Last week, a group of hackers known as “Desorden” posted on forums that they had hacked into Acer India’s servers and stole data, including customer information. Acer later confirmed the breach, but said it was an “isolated attack” that only affected its after-sales service system in India.
Less than a week later, Desorden told the media that they hacked Acer’s servers in Taiwan’s headquarters on October 15 and stole employee and product information. They also shared images of Acer’s internal portal in Taiwan and a CSV file containing login credentials for Acer employees.
The hacker group said they carried out the attack to demonstrate that Acer remains vulnerable.
“We did not ask Acer to pay separately for this breach. This is to prove our point that Acer ignored their cybersecurity.” -Desorden.
Acer shut down vulnerable servers in Taiwan shortly after the hacker group notified Acer of the vulnerability. However, the hacker group said other Acer servers in Malaysia and Indonesia remained vulnerable.
Yesterday, Acer confirmed the attack in a statement to foreign media, saying that the intrusion against Acer Taiwan only involved employees and not customer data.

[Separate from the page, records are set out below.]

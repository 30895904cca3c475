//! Browser identities and the filesystem locations tied to them.

use std::fmt;
use std::path::PathBuf;
use std::str::FromStr;

use directories::BaseDirs;
use thiserror::Error;

/// Directory component used for everything portico writes per browser.
pub const APP_DIR_NAME: &str = "portico";

/// File name of the stub executable the browser launches.
pub const CLIENT_BIN_NAME: &str = "portico-client";

#[derive(Debug, Error)]
#[error("unknown browser {0:?}; supported browsers: firefox, floorp, chromium, brave, all")]
pub struct UnknownBrowser(String);

#[derive(Debug, Clone, Copy, PartialEq, Eq, Hash)]
pub enum Browser {
    Firefox,
    Floorp,
    Chromium,
    Brave,
}

impl Browser {
    pub const ALL: [Browser; 4] = [
        Browser::Firefox,
        Browser::Floorp,
        Browser::Chromium,
        Browser::Brave,
    ];

    pub fn flatpak_id(&self) -> &'static str {
        match self {
            Browser::Firefox => "org.mozilla.firefox",
            Browser::Floorp => "one.ablaze.floorp",
            Browser::Chromium => "org.chromium.Chromium",
            Browser::Brave => "com.brave.Browser",
        }
    }

    pub fn display_name(&self) -> &'static str {
        match self {
            Browser::Firefox => "Firefox",
            Browser::Floorp => "Floorp",
            Browser::Chromium => "Chromium",
            Browser::Brave => "Brave",
        }
    }

    /// Key used for CLI input and the settings store.
    pub fn short_name(&self) -> &'static str {
        match self {
            Browser::Firefox => "firefox",
            Browser::Floorp => "floorp",
            Browser::Chromium => "chromium",
            Browser::Brave => "brave",
        }
    }

    /// Where natively installed native-messaging manifests live for this
    /// browser family. Chromium-family browsers are discovered through the
    /// chromium host directory.
    pub fn host_manifest_dir(&self) -> PathBuf {
        let home = home_dir();
        match self {
            Browser::Firefox | Browser::Floorp => {
                home.join(".mozilla").join("native-messaging-hosts")
            }
            Browser::Chromium | Browser::Brave => home
                .join(".config")
                .join("chromium")
                .join("NativeMessagingHosts"),
        }
    }

    /// Manifest directory inside the browser's Flatpak sandbox, where the
    /// rewritten shim copies go.
    pub fn sandbox_manifest_dir(&self) -> PathBuf {
        let base = home_dir().join(".var").join("app").join(self.flatpak_id());
        match self {
            Browser::Firefox | Browser::Floorp => {
                base.join(".mozilla").join("native-messaging-hosts")
            }
            Browser::Chromium => base
                .join("config")
                .join("chromium")
                .join("NativeMessagingHosts"),
            Browser::Brave => base
                .join("config")
                .join("BraveSoftware")
                .join("Brave-Browser")
                .join("NativeMessagingHosts"),
        }
    }

    /// Runtime directory holding the sockets and the client stub for this
    /// browser. Flatpak exposes per-app subtrees of the user runtime dir, so
    /// this path can be made visible inside the sandbox.
    pub fn runtime_app_dir(&self) -> PathBuf {
        runtime_dir()
            .join("app")
            .join(self.flatpak_id())
            .join(APP_DIR_NAME)
    }

    pub fn client_path(&self) -> PathBuf {
        self.runtime_app_dir().join(CLIENT_BIN_NAME)
    }
}

impl fmt::Display for Browser {
    fn fmt(&self, f: &mut fmt::Formatter<'_>) -> fmt::Result {
        f.write_str(self.short_name())
    }
}

impl FromStr for Browser {
    type Err = UnknownBrowser;

    fn from_str(input: &str) -> Result<Self, Self::Err> {
        match input.to_ascii_lowercase().as_str() {
            "firefox" => Ok(Browser::Firefox),
            "floorp" => Ok(Browser::Floorp),
            "chromium" => Ok(Browser::Chromium),
            "brave" => Ok(Browser::Brave),
            _ => Err(UnknownBrowser(input.to_string())),
        }
    }
}

/// Browser selection for CLI commands and the supervisor.
#[derive(Debug, Clone, Copy, PartialEq, Eq)]
pub enum BrowserScope {
    All,
    One(Browser),
}

impl BrowserScope {
    pub fn browsers(&self) -> Vec<Browser> {
        match self {
            BrowserScope::All => Browser::ALL.to_vec(),
            BrowserScope::One(browser) => vec![*browser],
        }
    }
}

impl fmt::Display for BrowserScope {
    fn fmt(&self, f: &mut fmt::Formatter<'_>) -> fmt::Result {
        match self {
            BrowserScope::All => f.write_str("all"),
            BrowserScope::One(browser) => browser.fmt(f),
        }
    }
}

impl FromStr for BrowserScope {
    type Err = UnknownBrowser;

    fn from_str(input: &str) -> Result<Self, Self::Err> {
        if input.eq_ignore_ascii_case("all") {
            Ok(BrowserScope::All)
        } else {
            input.parse().map(BrowserScope::One)
        }
    }
}

pub fn home_dir() -> PathBuf {
    if let Some(dirs) = BaseDirs::new() {
        return dirs.home_dir().to_path_buf();
    }
    std::env::var_os("HOME")
        .map(PathBuf::from)
        .unwrap_or_else(|| PathBuf::from("/"))
}

fn runtime_dir() -> PathBuf {
    if let Some(dirs) = BaseDirs::new() {
        if let Some(dir) = dirs.runtime_dir() {
            return dir.to_path_buf();
        }
    }
    std::env::var_os("XDG_RUNTIME_DIR")
        .map(PathBuf::from)
        .unwrap_or_else(std::env::temp_dir)
}

/// Default config directory for the settings store.
pub fn user_config_dir() -> PathBuf {
    let base = if let Some(dirs) = BaseDirs::new() {
        dirs.config_dir().to_path_buf()
    } else {
        home_dir().join(".config")
    };
    base.join(APP_DIR_NAME)
}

“We recently detected an isolated attack on our local after-sales service system in India and further attacks in Taiwan. Upon detection, we immediately initiated security protocols and conducted a full scan of our systems. We are informing all potentially affected Indians customers, and the attacked Taiwan system did not involve customer data. The incident has been reported to local law enforcement and authorities and has no significant impact on our operations and business continuity.” – Acer.
In addition to these two breaches, Acer was hit with a ransomware attack in March 2021, with the REvil ransomware gang encrypting their networks and demanding a $50 million ransom.
If the ransom is not paid, both data will be exposed because Desorden has a history of leaking data from hacked companies. In September 2021, Desordern claimed to have hacked into logistics company ABX Express and stole 200GB of data, including customers’ personal information.